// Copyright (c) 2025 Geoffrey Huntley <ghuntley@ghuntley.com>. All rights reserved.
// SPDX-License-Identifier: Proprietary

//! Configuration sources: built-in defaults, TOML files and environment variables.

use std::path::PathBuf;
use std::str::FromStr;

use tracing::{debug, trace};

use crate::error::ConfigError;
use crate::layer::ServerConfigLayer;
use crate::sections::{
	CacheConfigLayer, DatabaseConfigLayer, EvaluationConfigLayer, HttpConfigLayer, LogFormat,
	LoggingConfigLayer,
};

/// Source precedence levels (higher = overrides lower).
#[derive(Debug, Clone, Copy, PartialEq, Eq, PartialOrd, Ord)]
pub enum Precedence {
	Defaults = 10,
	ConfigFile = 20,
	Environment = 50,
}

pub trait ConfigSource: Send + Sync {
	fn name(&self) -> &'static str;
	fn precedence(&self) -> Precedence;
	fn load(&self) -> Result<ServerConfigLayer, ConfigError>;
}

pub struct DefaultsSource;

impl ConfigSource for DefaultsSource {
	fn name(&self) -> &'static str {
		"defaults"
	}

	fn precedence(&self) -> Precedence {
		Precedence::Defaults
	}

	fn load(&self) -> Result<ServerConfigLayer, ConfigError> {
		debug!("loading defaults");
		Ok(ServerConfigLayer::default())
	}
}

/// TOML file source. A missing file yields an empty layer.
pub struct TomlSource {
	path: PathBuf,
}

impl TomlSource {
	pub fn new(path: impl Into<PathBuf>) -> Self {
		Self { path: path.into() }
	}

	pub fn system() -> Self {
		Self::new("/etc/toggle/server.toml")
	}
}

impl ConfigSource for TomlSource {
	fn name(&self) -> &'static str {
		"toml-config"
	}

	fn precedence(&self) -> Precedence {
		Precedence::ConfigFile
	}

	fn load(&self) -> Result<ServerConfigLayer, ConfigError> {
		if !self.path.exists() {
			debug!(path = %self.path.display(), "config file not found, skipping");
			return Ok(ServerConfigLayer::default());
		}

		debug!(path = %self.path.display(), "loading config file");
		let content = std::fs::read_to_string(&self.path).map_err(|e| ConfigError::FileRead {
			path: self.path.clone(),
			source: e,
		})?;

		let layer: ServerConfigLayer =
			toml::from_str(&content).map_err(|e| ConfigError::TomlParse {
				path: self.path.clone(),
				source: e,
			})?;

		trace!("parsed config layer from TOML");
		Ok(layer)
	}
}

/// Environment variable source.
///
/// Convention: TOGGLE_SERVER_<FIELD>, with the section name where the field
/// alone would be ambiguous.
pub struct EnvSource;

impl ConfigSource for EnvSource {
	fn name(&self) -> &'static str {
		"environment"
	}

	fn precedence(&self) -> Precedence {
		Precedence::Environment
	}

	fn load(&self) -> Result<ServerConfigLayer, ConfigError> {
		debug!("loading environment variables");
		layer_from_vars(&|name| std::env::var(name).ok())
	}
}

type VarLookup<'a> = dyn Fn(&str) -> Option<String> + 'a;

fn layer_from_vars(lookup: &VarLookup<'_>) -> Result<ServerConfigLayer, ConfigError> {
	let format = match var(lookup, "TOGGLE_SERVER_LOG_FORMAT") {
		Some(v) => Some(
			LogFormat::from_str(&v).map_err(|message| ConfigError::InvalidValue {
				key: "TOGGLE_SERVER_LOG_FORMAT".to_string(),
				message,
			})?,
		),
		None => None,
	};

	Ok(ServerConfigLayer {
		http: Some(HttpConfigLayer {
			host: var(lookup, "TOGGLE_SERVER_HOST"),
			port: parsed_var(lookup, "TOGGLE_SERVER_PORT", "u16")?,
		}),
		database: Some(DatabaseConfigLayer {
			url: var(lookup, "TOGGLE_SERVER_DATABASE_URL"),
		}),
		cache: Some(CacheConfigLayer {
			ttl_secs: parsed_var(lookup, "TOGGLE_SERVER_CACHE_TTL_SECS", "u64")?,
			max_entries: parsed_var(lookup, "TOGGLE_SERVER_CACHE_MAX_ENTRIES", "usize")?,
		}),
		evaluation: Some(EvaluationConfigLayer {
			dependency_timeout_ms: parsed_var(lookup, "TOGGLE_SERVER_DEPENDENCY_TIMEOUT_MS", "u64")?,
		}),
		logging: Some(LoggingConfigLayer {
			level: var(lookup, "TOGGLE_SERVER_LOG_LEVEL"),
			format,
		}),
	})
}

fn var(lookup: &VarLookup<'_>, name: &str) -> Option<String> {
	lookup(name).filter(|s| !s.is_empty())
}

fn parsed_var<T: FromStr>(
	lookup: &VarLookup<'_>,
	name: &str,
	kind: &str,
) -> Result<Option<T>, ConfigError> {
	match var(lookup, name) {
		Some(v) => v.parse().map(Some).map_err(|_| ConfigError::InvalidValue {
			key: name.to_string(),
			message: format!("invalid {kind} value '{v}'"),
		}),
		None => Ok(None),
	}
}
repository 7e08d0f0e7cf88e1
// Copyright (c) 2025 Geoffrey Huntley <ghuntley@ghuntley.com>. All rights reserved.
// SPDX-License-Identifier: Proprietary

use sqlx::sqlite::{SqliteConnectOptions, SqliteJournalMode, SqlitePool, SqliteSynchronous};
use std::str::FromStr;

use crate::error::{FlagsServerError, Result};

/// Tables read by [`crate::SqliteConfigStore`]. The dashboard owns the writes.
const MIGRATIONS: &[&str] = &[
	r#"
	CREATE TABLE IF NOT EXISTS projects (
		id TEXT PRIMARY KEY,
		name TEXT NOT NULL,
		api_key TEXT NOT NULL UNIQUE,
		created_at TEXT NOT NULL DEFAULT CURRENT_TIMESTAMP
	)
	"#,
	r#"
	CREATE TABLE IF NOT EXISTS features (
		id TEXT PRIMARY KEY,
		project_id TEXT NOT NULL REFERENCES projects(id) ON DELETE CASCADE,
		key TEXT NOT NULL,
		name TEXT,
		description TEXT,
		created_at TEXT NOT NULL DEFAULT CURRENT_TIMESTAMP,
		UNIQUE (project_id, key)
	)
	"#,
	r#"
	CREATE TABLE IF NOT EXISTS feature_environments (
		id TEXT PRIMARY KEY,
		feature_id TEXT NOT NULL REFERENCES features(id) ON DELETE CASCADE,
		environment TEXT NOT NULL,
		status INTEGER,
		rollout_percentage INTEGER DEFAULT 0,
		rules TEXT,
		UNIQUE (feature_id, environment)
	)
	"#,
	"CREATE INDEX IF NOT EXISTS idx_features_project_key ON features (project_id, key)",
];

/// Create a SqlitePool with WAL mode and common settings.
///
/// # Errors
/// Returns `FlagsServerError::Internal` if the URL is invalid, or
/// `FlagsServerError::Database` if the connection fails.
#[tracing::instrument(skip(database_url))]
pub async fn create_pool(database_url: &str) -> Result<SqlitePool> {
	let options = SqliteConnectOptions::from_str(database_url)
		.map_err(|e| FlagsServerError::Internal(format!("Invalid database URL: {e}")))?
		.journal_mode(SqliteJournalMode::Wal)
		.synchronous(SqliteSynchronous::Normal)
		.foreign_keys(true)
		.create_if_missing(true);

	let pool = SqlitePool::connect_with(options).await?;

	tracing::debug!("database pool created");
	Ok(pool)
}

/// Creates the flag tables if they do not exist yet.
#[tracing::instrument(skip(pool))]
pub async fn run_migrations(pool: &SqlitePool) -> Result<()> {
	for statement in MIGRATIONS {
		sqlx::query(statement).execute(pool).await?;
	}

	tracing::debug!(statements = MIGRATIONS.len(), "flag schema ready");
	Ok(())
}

══════

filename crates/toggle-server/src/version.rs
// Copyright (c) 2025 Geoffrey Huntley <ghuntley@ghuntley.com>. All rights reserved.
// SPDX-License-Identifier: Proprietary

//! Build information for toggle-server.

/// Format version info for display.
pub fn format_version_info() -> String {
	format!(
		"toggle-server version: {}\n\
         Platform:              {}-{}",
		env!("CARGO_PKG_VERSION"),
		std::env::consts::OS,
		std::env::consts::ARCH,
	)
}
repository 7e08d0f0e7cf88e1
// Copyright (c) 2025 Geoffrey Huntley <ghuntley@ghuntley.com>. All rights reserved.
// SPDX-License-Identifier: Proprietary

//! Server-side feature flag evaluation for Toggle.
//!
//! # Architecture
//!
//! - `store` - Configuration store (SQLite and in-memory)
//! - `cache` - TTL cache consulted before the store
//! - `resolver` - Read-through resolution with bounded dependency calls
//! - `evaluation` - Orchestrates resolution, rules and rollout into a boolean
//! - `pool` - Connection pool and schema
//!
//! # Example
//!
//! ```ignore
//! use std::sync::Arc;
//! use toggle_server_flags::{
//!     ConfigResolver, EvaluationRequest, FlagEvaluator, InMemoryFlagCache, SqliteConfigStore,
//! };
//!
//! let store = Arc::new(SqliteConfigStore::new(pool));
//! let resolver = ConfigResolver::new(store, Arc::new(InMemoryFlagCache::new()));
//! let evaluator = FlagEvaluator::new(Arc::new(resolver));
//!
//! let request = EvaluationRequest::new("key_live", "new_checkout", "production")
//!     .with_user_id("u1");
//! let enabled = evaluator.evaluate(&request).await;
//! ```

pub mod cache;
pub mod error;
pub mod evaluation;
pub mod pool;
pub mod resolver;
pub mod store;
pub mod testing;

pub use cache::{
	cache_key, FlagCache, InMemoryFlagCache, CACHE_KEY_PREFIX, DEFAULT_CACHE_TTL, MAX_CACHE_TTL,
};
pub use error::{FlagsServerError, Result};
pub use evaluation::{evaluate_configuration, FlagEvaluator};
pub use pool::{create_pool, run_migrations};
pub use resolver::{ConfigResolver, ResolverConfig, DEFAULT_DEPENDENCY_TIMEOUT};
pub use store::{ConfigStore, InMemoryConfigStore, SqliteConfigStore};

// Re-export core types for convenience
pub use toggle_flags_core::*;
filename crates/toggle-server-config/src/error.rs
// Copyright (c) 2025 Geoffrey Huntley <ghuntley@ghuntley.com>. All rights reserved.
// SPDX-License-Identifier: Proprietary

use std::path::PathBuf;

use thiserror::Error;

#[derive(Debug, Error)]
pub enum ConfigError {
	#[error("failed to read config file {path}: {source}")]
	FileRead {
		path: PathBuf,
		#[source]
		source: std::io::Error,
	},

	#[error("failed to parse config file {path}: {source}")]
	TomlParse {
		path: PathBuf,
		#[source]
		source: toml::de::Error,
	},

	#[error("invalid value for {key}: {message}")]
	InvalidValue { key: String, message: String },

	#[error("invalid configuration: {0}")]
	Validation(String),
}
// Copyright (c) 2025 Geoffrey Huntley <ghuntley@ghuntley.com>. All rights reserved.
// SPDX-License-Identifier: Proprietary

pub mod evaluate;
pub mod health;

══════

▶ [Exercise brief]:
Wherever the line holding "let pool = SqlitePool::connect_with(options).await?;" falls in the entries above, copy exactly from it through the line holding "pub async fn run_migrations(pool: &SqlitePool)", inclusive, and add nothing.

▶ [Final answer]:
	let pool = SqlitePool::connect_with(options).await?;

	tracing::debug!("database pool created");
	Ok(pool)
}

/// Creates the flag tables if they do not exist yet.
#[tracing::instrument(skip(pool))]
pub async fn run_migrations(pool: &SqlitePool) -> Result<()> {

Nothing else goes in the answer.